Dataset entries
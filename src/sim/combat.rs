//! Damage resolution and enemy death
//!
//! Both entry points take the enemy detached from the arena (the same way
//! behaviors receive it), so hooks can mutate `state` freely.

use glam::Vec2;
use rand::Rng;

use super::bullet::Bullet;
use super::disc::{Portal, PortalDestination};
use super::enemy::Enemy;
use super::hero::{apply_armor_to_damage, experience_reward};
use super::items::{Item, Loot, generate_random_item};
use super::state::{GameState, SoundKey, play_sound};
use crate::Random;
use crate::consts::*;
use crate::world::DungeonRecipe;

/// Strip armor; each point counts less once armor drops below half, and less
/// again below a quarter, of the enemy's base armor
pub fn shred_armor(enemy: &mut Enemy, shred: f32) {
    if shred <= 0.0 || enemy.base_armor <= 0.0 {
        return;
    }
    let ratio = enemy.armor / enemy.base_armor;
    let effectiveness = if ratio > 0.5 {
        1.0
    } else if ratio > 0.25 {
        0.5
    } else {
        0.25
    };
    enemy.armor = (enemy.armor - shred * effectiveness).max(0.0);
}

/// Resolve a hero bullet striking `enemy`
///
/// Returns the damage dealt. Kills go through [`defeat_enemy`]; survivors get
/// their `on_hit` hook.
pub fn hit_enemy(state: &mut GameState, enemy: &mut Enemy, bullet: &mut Bullet) -> f32 {
    let earlier_hits = bullet.hit_targets.len();
    bullet.hit_targets.insert(enemy.id);
    if !bullet.is_enemy_piercing {
        bullet.consumed = true;
    }

    let behavior = enemy.definition.behavior;
    let mitigated = apply_armor_to_damage(bullet.damage, enemy.armor);
    let damage = behavior.on_damage(state, enemy, mitigated).max(0.0);
    enemy.life -= damage;
    shred_armor(enemy, bullet.armor_shred);
    if bullet.charge_gain > 0.0 {
        // Halved for every enemy this bullet already went through
        state.hero.gain_charge(bullet.charge_gain / 2f32.powi(earlier_hits as i32));
    }
    play_sound(state, SoundKey::Hit);

    if enemy.is_alive() {
        behavior.on_hit(state, enemy, bullet);
    } else {
        defeat_enemy(state, enemy);
    }
    damage
}

/// Apply one frame of a lingering bullet's damage; armor doesn't apply
pub fn burn_enemy(state: &mut GameState, enemy: &mut Enemy, damage_per_second: f32) {
    let behavior = enemy.definition.behavior;
    let damage = behavior.on_damage(state, enemy, damage_per_second * FRAME_SECONDS).max(0.0);
    enemy.life -= damage;
    if !enemy.is_alive() {
        defeat_enemy(state, enemy);
    }
}

/// Everything that happens when an enemy dies: hooks, rewards, drops and
/// the boss epilogue. Returns the experience granted.
///
/// The enemy stays in the arena with `life <= 0` until the end-of-frame sweep.
pub fn defeat_enemy(state: &mut GameState, enemy: &mut Enemy) -> u64 {
    let definition = enemy.definition;
    enemy.life = enemy.life.min(0.0);
    definition.behavior.on_death(state, enemy);

    // Summoned minions are worth nothing
    let experience = if enemy.master.is_some() {
        0
    } else {
        experience_reward(enemy.level, state.hero.level, definition.experience_factor)
    };
    if experience > 0 {
        if state.hero.gain_experience(experience) > 0 {
            play_sound(state, SoundKey::LevelUp);
        }
        state.hero.gain_proficiency(experience);
    }

    if state.rng.random::<f32>() < definition.drop_chance {
        let item = generate_random_item(&mut state.rng, enemy.level);
        drop_loot(state, enemy, item);
    }

    let is_boss = state.disc(enemy.home).is_some_and(|d| d.boss == Some(enemy.id));
    if is_boss {
        log::info!("{} defeated", definition.name);
        // Bosses may open the way one level deeper
        let deeper = (state.rng.random::<f32>() < definition.portal_chance)
            .then(|| DungeonRecipe::roll(&mut Random::new(state.rng.random()), enemy.level + 1));
        if let Some(disc) = state.disc_mut(enemy.home) {
            disc.boss = None;
            let exit = Portal::new(disc.pos, PortalDestination::Overworld);
            disc.portals.push(exit);
            if let Some(recipe) = deeper {
                let pos = disc.clamp_point(disc.pos + Vec2::new(PORTAL_RADIUS * 2.5, 0.0));
                log::info!("{} left a {} portal", definition.name, recipe.kind.as_str());
                disc.portals.push(Portal::new(pos, PortalDestination::Dungeon(recipe)));
            }
        }
        for id in &enemy.minions {
            if let Some(minion) = state.enemies.get_mut(id) {
                minion.life = 0.0;
            }
        }
        if let Some(enchantment) = definition.behavior.get_enchantment(state, enemy) {
            drop_loot(state, enemy, Item::Enchantment(enchantment));
        }
        state.boss_fight = None;
    }

    play_sound(state, SoundKey::EnemyDeath);
    experience
}

fn drop_loot(state: &mut GameState, enemy: &Enemy, item: Item) {
    let disc_id = enemy.disc.unwrap_or(enemy.home);
    if let Some(disc) = state.disc_mut(disc_id) {
        let pos = disc.clamp_point(enemy.pos);
        disc.loot.push(Loot::new(pos, item));
    }
}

Task
Using the entries above, print each one again without any alteration.

Worked solution
filename src/sim/combat.rs
//! Damage resolution and enemy death
//!
//! Both entry points take the enemy detached from the arena (the same way
//! behaviors receive it), so hooks can mutate `state` freely.

use glam::Vec2;
use rand::Rng;

use super::bullet::Bullet;
use super::disc::{Portal, PortalDestination};
use super::enemy::Enemy;
use super::hero::{apply_armor_to_damage, experience_reward};
use super::items::{Item, Loot, generate_random_item};
use super::state::{GameState, SoundKey, play_sound};
use crate::Random;
use crate::consts::*;
use crate::world::DungeonRecipe;

/// Strip armor; each point counts less once armor drops below half, and less
/// again below a quarter, of the enemy's base armor
pub fn shred_armor(enemy: &mut Enemy, shred: f32) {
    if shred <= 0.0 || enemy.base_armor <= 0.0 {
        return;
    }
    let ratio = enemy.armor / enemy.base_armor;
    let effectiveness = if ratio > 0.5 {
        1.0
    } else if ratio > 0.25 {
        0.5
    } else {
        0.25
    };
    enemy.armor = (enemy.armor - shred * effectiveness).max(0.0);
}

/// Resolve a hero bullet striking `enemy`
///
/// Returns the damage dealt. Kills go through [`defeat_enemy`]; survivors get
/// their `on_hit` hook.
pub fn hit_enemy(state: &mut GameState, enemy: &mut Enemy, bullet: &mut Bullet) -> f32 {
    let earlier_hits = bullet.hit_targets.len();
    bullet.hit_targets.insert(enemy.id);
    if !bullet.is_enemy_piercing {
        bullet.consumed = true;
    }

    let behavior = enemy.definition.behavior;
    let mitigated = apply_armor_to_damage(bullet.damage, enemy.armor);
    let damage = behavior.on_damage(state, enemy, mitigated).max(0.0);
    enemy.life -= damage;
    shred_armor(enemy, bullet.armor_shred);
    if bullet.charge_gain > 0.0 {
        // Halved for every enemy this bullet already went through
        state.hero.gain_charge(bullet.charge_gain / 2f32.powi(earlier_hits as i32));
    }
    play_sound(state, SoundKey::Hit);

    if enemy.is_alive() {
        behavior.on_hit(state, enemy, bullet);
    } else {
        defeat_enemy(state, enemy);
    }
    damage
}

/// Apply one frame of a lingering bullet's damage; armor doesn't apply
pub fn burn_enemy(state: &mut GameState, enemy: &mut Enemy, damage_per_second: f32) {
    let behavior = enemy.definition.behavior;
    let damage = behavior.on_damage(state, enemy, damage_per_second * FRAME_SECONDS).max(0.0);
    enemy.life -= damage;
    if !enemy.is_alive() {
        defeat_enemy(state, enemy);
    }
}

/// Everything that happens when an enemy dies: hooks, rewards, drops and
/// the boss epilogue. Returns the experience granted.
///
/// The enemy stays in the arena with `life <= 0` until the end-of-frame sweep.
pub fn defeat_enemy(state: &mut GameState, enemy: &mut Enemy) -> u64 {
    let definition = enemy.definition;
    enemy.life = enemy.life.min(0.0);
    definition.behavior.on_death(state, enemy);

    // Summoned minions are worth nothing
    let experience = if enemy.master.is_some() {
        0
    } else {
        experience_reward(enemy.level, state.hero.level, definition.experience_factor)
    };
    if experience > 0 {
        if state.hero.gain_experience(experience) > 0 {
            play_sound(state, SoundKey::LevelUp);
        }
        state.hero.gain_proficiency(experience);
    }

    if state.rng.random::<f32>() < definition.drop_chance {
        let item = generate_random_item(&mut state.rng, enemy.level);
        drop_loot(state, enemy, item);
    }

    let is_boss = state.disc(enemy.home).is_some_and(|d| d.boss == Some(enemy.id));
    if is_boss {
        log::info!("{} defeated", definition.name);
        // Bosses may open the way one level deeper
        let deeper = (state.rng.random::<f32>() < definition.portal_chance)
            .then(|| DungeonRecipe::roll(&mut Random::new(state.rng.random()), enemy.level + 1));
        if let Some(disc) = state.disc_mut(enemy.home) {
            disc.boss = None;
            let exit = Portal::new(disc.pos, PortalDestination::Overworld);
            disc.portals.push(exit);
            if let Some(recipe) = deeper {
                let pos = disc.clamp_point(disc.pos + Vec2::new(PORTAL_RADIUS * 2.5, 0.0));
                log::info!("{} left a {} portal", definition.name, recipe.kind.as_str());
                disc.portals.push(Portal::new(pos, PortalDestination::Dungeon(recipe)));
            }
        }
        for id in &enemy.minions {
            if let Some(minion) = state.enemies.get_mut(id) {
                minion.life = 0.0;
            }
        }
        if let Some(enchantment) = definition.behavior.get_enchantment(state, enemy) {
            drop_loot(state, enemy, Item::Enchantment(enchantment));
        }
        state.boss_fight = None;
    }

    play_sound(state, SoundKey::EnemyDeath);
    experience
}

fn drop_loot(state: &mut GameState, enemy: &Enemy, item: Item) {
    let disc_id = enemy.disc.unwrap_or(enemy.home);
    if let Some(disc) = state.disc_mut(disc_id) {
        let pos = disc.clamp_point(enemy.pos);
        disc.loot.push(Loot::new(pos, item));
    }
}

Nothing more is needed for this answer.